Caste and class makeup
According to Sekhar Bandyopadhyay, the Bhadraloks primarily, though not exclusively, belonged to "the three traditional upper castes of Bengal", Brahmin, Baidya and Kayastha. Wealth, English education, and high status in terms of administrative service were the factors which led to the rise of this 'new aristocracy' and since a large number of the three upper castes had administrative skills and economic advantages, they formed the majority of Bhadralok in 19th century Bengal, but the Bhadralok "was never a closed status group", rather in practice it was an open social group. Majority of the Brahmins and Kayasthas being poor and illiterate were not regarded as Bhadralok. By late 19th century many of middle ranking peasant and trading castes, who had gained affluency, had entered the rank of Bhadralok .

Economy 
Among others, Joya Chatterji, Lecturer in History of Modern South Asia at Cambridge and Fellow of Trinity College, accuses the Bhadralok class for the economic decline of the state of West Bengal after India's independence in 1947. She writes in her book, titled "The Spoils of Partition":In these ways, Bengal's partition frustrated the plans and purposes of the very groups who had demanded it. Why their strategy failed so disastrously is a question which will no doubt be debated by bhadralok Bengal long after the last vestiges of its influence have been swept away. Many excuses have already been made; and different scapegoats remain to be identified and excoriated. But perhaps part of the explanation is this: for all their self-belief in their cultural superiority and their supposed talent for politics, the leaders of bhadralok Bengal misjudged matters so profoundly because, in point of fact, they were deeply inexperienced as a political class. Admittedly, they were highly educated and in some ways sophisticated, but they had never captured the commanding heights of Bengal's polity or its economy. They had been called upon to execute policy but not to make it. They had lived off the proceeds of the land, but had never organised the business of agriculture. Whether as theorists or practitioners, they understood little of the mechanics of production and exchange, whether on the shop-floor or in the fields.
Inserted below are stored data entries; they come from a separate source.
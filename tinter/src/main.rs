mod app;
mod components;
mod config;
mod fonts;
mod routers;
mod theme;
mod widgets;

use env_logger::Env;
use iced::{Size, window};

use crate::app::App;
use crate::config::model::{MIN_WINDOW_HEIGHT, MIN_WINDOW_WIDTH};

fn main() -> iced::Result {
    env_logger::Builder::from_env(Env::default().default_filter_or("info"))
        .format_timestamp_millis()
        .init();

    let config = config::load();
    let window_size = config.window_size();
    log::info!(
        "starting with {:?} in a {}x{} window",
        config.initial_color(),
        window_size.width,
        window_size.height
    );

    iced::application(move || App::new(&config), App::update, App::view)
        .title(App::title)
        .theme(App::theme)
        .window(window::Settings {
            size: window_size,
            min_size: Some(Size {
                width: MIN_WINDOW_WIDTH,
                height: MIN_WINDOW_HEIGHT,
            }),
            ..window::Settings::default()
        })
        .resizable(true)
        .run()
}
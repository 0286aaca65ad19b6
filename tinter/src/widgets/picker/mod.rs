pub(crate) mod command;
pub(crate) mod event;
pub(crate) mod model;
pub(crate) mod reducer;
pub(crate) mod state;
pub(crate) mod view;

pub(crate) use command::PickerCommand;
pub(crate) use event::{PickerEffect, PickerEvent};
use iced::Task;
use model::PickerViewModel;
use state::PickerState;

/// Picker widget: owns the hex text field, the channel sliders and the
/// current base color.
pub(crate) struct PickerWidget {
    state: PickerState,
}

impl PickerWidget {
    /// Create a widget whose text field starts with `initial_input`.
    pub(crate) fn new(initial_input: String) -> Self {
        Self {
            state: PickerState::new(initial_input),
        }
    }

    /// Reduce a command into state updates and effects.
    pub(crate) fn reduce(
        &mut self,
        command: PickerCommand,
    ) -> Task<PickerEffect> {
        reducer::reduce(&mut self.state, command)
    }

    /// Return a read-only view model for the picker bar.
    pub(crate) fn vm(&self) -> PickerViewModel<'_> {
        PickerViewModel {
            input: self.state.input(),
            channels: self.state.channels(),
            current: self.state.current(),
        }
    }

    /// Return raw text field contents.
    pub(crate) fn input(&self) -> &str {
        self.state.input()
    }

    /// Return read-only access to state for tests.
    #[cfg(test)]
    pub(crate) fn state(&self) -> &PickerState {
        &self.state
    }
}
Above all, they had little or no experience in the delicate arts of ruling and taxing people. Far from being in the vanguard as they liked to believe, by 1947 Bengal's bhadralok had become a backward-looking group, living in the past, trapped in the aspic of outdated assumptions, and so single-mindedly focused upon their own narrow purposes that they were blind to the larger picture and the big changes that were taking place around them.

Politics 
The polity and politics of West Bengal was dominated by bhadraloks despite their lesser numerical presence in the state. All Chief Ministers of West Bengal since 1947 were from the social group that was denoted as Bhadraloks.

Popular culture 
Bhadralok class is copiously referred in the popular Bengali literature including in the novel and stories of Saratchandra Chattopadhyay and Rabindranath Tagore. Kaliprasanna Singha sarcastically criticized the class' social attitude and hypocrisy during its accession to prominence in the nineteenth century in his famous book, titled Hootum Pyanchar Naksha.
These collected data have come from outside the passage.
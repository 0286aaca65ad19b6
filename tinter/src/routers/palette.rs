use iced::Task;

use crate::app::{App, AppEvent};
use crate::routers;
use crate::widgets::palette::{PaletteCommand, PaletteEffect, PaletteEvent};
use crate::widgets::toast::ToastCommand;

/// Route a swatch grid event through the widget reducer.
pub(crate) fn route_event(
    app: &mut App,
    event: PaletteEvent,
) -> Task<AppEvent> {
    let command = map_event_to_command(event);
    route_command(app, command)
}

/// Route a palette command directly (used by the picker router).
pub(crate) fn route_command(
    app: &mut App,
    command: PaletteCommand,
) -> Task<AppEvent> {
    app.widgets
        .palette
        .reduce(command)
        .map(AppEvent::PaletteEffect)
}

/// Route a palette effect to the toast.
pub(crate) fn route_effect(
    app: &mut App,
    effect: PaletteEffect,
) -> Task<AppEvent> {
    match effect {
        PaletteEffect::CopyRequested { text } => {
            routers::toast::route_command(app, ToastCommand::Notify { text })
        },
    }
}

fn map_event_to_command(event: PaletteEvent) -> PaletteCommand {
    match event {
        PaletteEvent::SwatchPressed { index } => {
            PaletteCommand::CopySwatch { index }
        },
    }
}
In the 1990s and 2000s, Chandrabindoo brings forward the class' dilemma and hypocritical attitude in their songs including Sokale Uthiya Ami Mone Mone Boli, Amar Modhyobitto Bheeru Prem, Amra Bangali Jaati and many more.

See also
Christianity in West Bengal
Bengal Renaissance
Nastanirh
Gentleman

References

Subho Basu and Sikata Banerjee, 'The Quest for Manhood: Masculine Hinduism and Nation in Bengal in Comparative Studies of South Asia, Africa and the Middle East
Bhadralok in Banglapedia
Indira Choudhuri, The Fragile Hero and Virile History: Gender and the Politics of Culture, (New Delhi: Oxford University Press, 1998).
Tithi Bhattacharya, The Sentinels of Culture: Class, Education and the Colonial Intellectual in Bengal, (New York: Oxford University Press, 2007).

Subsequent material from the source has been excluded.